With a desire to share some of the projects I work on and little tidbits of knowledge I learn along the way that might benefit others I have created this site. This post will describe the resources and link to the tutorials used to get it up and running.
Follow these great tutorials provided by Digital Ocean to build the WordPress stack from Ubuntu up:
If you just want WordPress up and running and don’t care about building the stack you can follow:
How to use the WordPress One-Click Install on DigitalOcean
Familiarity with the command line – These tutorials seemed pretty fool proof even if you were to blindly copy commands but some familiarity with the command line (navigating file systems, using terminal-based text editors) would help you not get lost.
I chose DigitalOcean to host my cloud server.
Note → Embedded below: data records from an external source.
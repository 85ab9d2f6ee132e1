//! Opening logs for reading and writing.
//!
//! Output is never written in place. Everything goes to a sibling
//! `<name>.partial` file that is renamed over the target once the run has
//! finished, so an existing target is always complete. A run that fails
//! removes its `.partial`; one left behind comes from a killed process.

use crate::error::{ErrorKind, Result};
use crate::schema::DELIMITER;
use ecs_compress::Compression;
use exn::ResultExt;
use std::ffi::OsString;
use std::fs::{self, File, OpenOptions};
use std::io::{self, BufReader, BufWriter, Read, Write};
use std::path::{Path, PathBuf};

const PARTIAL_SUFFIX: &str = ".partial";

/// Open a log, detecting its compression from the leading bytes.
pub(crate) fn open_input(path: &Path) -> Result<(Compression, Box<dyn Read>)> {
    let file = File::open(path).or_raise(|| ErrorKind::Input(path.to_path_buf()))?;
    Compression::detect(BufReader::new(file)).map_err(ErrorKind::compression)
}

pub(crate) fn csv_reader<R: Read>(reader: R) -> csv::Reader<R> {
    csv::ReaderBuilder::new()
        .delimiter(DELIMITER)
        .has_headers(false)
        .flexible(true)
        .from_reader(reader)
}

pub(crate) fn csv_writer<W: Write>(writer: W) -> csv::Writer<W> {
    csv::WriterBuilder::new()
        .delimiter(DELIMITER)
        .has_headers(false)
        .quote_style(csv::QuoteStyle::Necessary)
        .terminator(csv::Terminator::Any(b'\n'))
        .from_writer(writer)
}

/// How a run ended without an error.
#[derive(Debug, Clone, PartialEq)]
pub enum RunOutcome<S> {
    /// The output already existed and truncation was not requested.
    Skipped(PathBuf),
    Completed(S),
}

impl<S> RunOutcome<S> {
    pub fn is_skipped(&self) -> bool {
        matches!(self, RunOutcome::Skipped(_))
    }

    pub fn summary(&self) -> Option<&S> {
        match self {
            RunOutcome::Skipped(_) => None,
            RunOutcome::Completed(summary) => Some(summary),
        }
    }
}

/// Apply the exists/truncate rules to `target`. Returns `true` when the run
/// should be skipped.
///
/// Nothing is removed here: a truncated target stays in place until a
/// finished run is renamed over it.
pub(crate) fn skip_output(target: &Path, truncate: bool) -> Result<bool> {
    if !target.try_exists().or_raise(|| ErrorKind::Output(target.to_path_buf()))? {
        return Ok(false);
    }
    if truncate {
        tracing::info!(output = %target.display(), "replacing existing output");
        return Ok(false);
    }
    tracing::info!(output = %target.display(), "output already exists; nothing to do");
    Ok(true)
}

/// An output file under construction.
///
/// Dropped without [`commit`](Self::commit), the partial file is removed
/// again and the target is left as it was.
pub(crate) struct PartialOutput {
    target: PathBuf,
    partial: PathBuf,
    writer: BufWriter<File>,
    committed: bool,
}

impl PartialOutput {
    /// Open a fresh partial file next to `target`, discarding one left by
    /// an interrupted run.
    pub(crate) fn create(target: &Path) -> Result<Self> {
        let output_error = || ErrorKind::Output(target.to_path_buf());

        let partial = partial_path(target);
        if partial.try_exists().or_raise(output_error)? {
            tracing::warn!(partial = %partial.display(), "discarding output of an interrupted run");
            fs::remove_file(&partial).or_raise(output_error)?;
        }
        if let Some(parent) = target.parent().filter(|p| !p.as_os_str().is_empty()) {
            fs::create_dir_all(parent).or_raise(output_error)?;
        }

        let file = OpenOptions::new().write(true).create_new(true).open(&partial).or_raise(output_error)?;
        Ok(Self {
            target: target.to_path_buf(),
            partial,
            writer: BufWriter::new(file),
            committed: false,
        })
    }

    pub(crate) fn target(&self) -> &Path {
        &self.target
    }

    /// Flush everything to disk and move the file into place, replacing any
    /// existing target.
    pub(crate) fn commit(mut self) -> Result<PathBuf> {
        let output_error = || ErrorKind::Output(self.target.clone());
        self.writer.flush().or_raise(output_error)?;
        self.writer.get_ref().sync_all().or_raise(output_error)?;
        fs::rename(&self.partial, &self.target).or_raise(output_error)?;
        self.committed = true;
        Ok(self.target.clone())
    }
}

impl Drop for PartialOutput {
    fn drop(&mut self) {
        if self.committed {
            return;
        }
        if let Err(err) = fs::remove_file(&self.partial) {
            tracing::warn!(partial = %self.partial.display(), "unable to remove unfinished output: {err}");
        }
    }
}

impl Write for PartialOutput {
    fn write(&mut self, buf: &[u8]) -> io::Result<usize> {
        self.writer.write(buf)
    }

    fn write_all(&mut self, buf: &[u8]) -> io::Result<()> {
        self.writer.write_all(buf)
    }

    fn flush(&mut self) -> io::Result<()> {
        self.writer.flush()
    }
}

fn partial_path(target: &Path) -> PathBuf {
    let mut name = target.file_name().map(OsString::from).unwrap_or_default();
    name.push(PARTIAL_SUFFIX);
    target.with_file_name(name)
}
They provide very quick setup of instances and I really like their many helpful tutorials. Some other options include: Amazon Web Services, Microsoft’s Azure, and Google’s Cloud.
The pricing seems pretty consistent across the suppliers for the same specs. Some have options that may more closely fit what sort of needs you may have for your server. For example, AWS offers their T-type instances as burstable performance instances. These are great if you expect lulls and burst activity for say a web server.
Once you’ve chosen a provider, choosing your instance specs comes next. The server hosting this page is has 512 MB memory, 20 GB HD and runs Ubuntu 14.04 x64. That is their smallest instance size as I don’t plan on demanding much out of this instance. The 512 MB level costs $5/month or $0.007/hour.
It is possible to use their one-click apps instances and there you go you’ve got WordPress, MondgoDB, or Redis. I wanted to get more familiar with building the necessary stack so did not use the one-click apps option.
Getting started with your new server
The Initial Server Setup with Ubuntu 14.04 tutorial walks through the initial connection and securing the server for access only by you or those you allow to access the server.
The Additional Recommended Steps for New Ubuntu 14.04 Servers tutorial was helpful but not necessary. It walked through:
- setting up a firewall,
- selecting the time zone (“will help prevent some inconsistent behavior that can arise from out-of-sync clocks”),
- and creating the swap file (virtual memory file for extension of RAM).
LAMP stands for Linux operating system, Apache web server, MySql database, and PHP. This is a common “stack” of software infrastructure for the web. Each component can be subbed out with alternatives say if you have a preferences e.g. python instead of PHP or a different data storage subbed for MySql. How To Install Linux, Apache, MySQL, PHP (LAMP) stack on Ubuntu 14.04 walks through the basic set up of the AMP portion of the stack.
Lastly, the How To Install WordPress on Ubuntu 14.04 walks through the WordPress install and setup.
You now have a WordPress site.
Setting up a domain name
Lastly, we will connect a Domain name. From the steps above you will have an ip location for your content and people are able to navigate to say 999.999.999.99 if you’re using IPv4 or 2001:0db8:0000:0042:0000:8a2e:0370:7334 using IPv6 but a domain name is what people tend to use to navigate to sites.
Digital Ocean also had some great content explaining how ip’s and domain names fit together: An Introduction to DNS Terminology, Components, and Concepts. The quick take away is an ip look up takes place for a domain name. This lookup can occur on your computer or through a network of name servers. We need to notify the name servers of our ip’s domain (which we still may need to buy).
Sites like GoDaddy or NameCheap allow you to purchase your domain name. The domain can be alone can be very cheap especially if you go with non-generic top-level domains e. g. sethcapaul.futbol instead of sethcpual.com. Hosting (which we’re doing through our our server is usually the more expensive part.
Once you have an awesome www.your-domain.ninja domain you can walk through How To Set Up a Host Name with DigitalOcean if you used Digital Ocean. If you’ve decided, on another option the concept will is the same.
You should now have a great blog hopefully at your-domain.tatoo.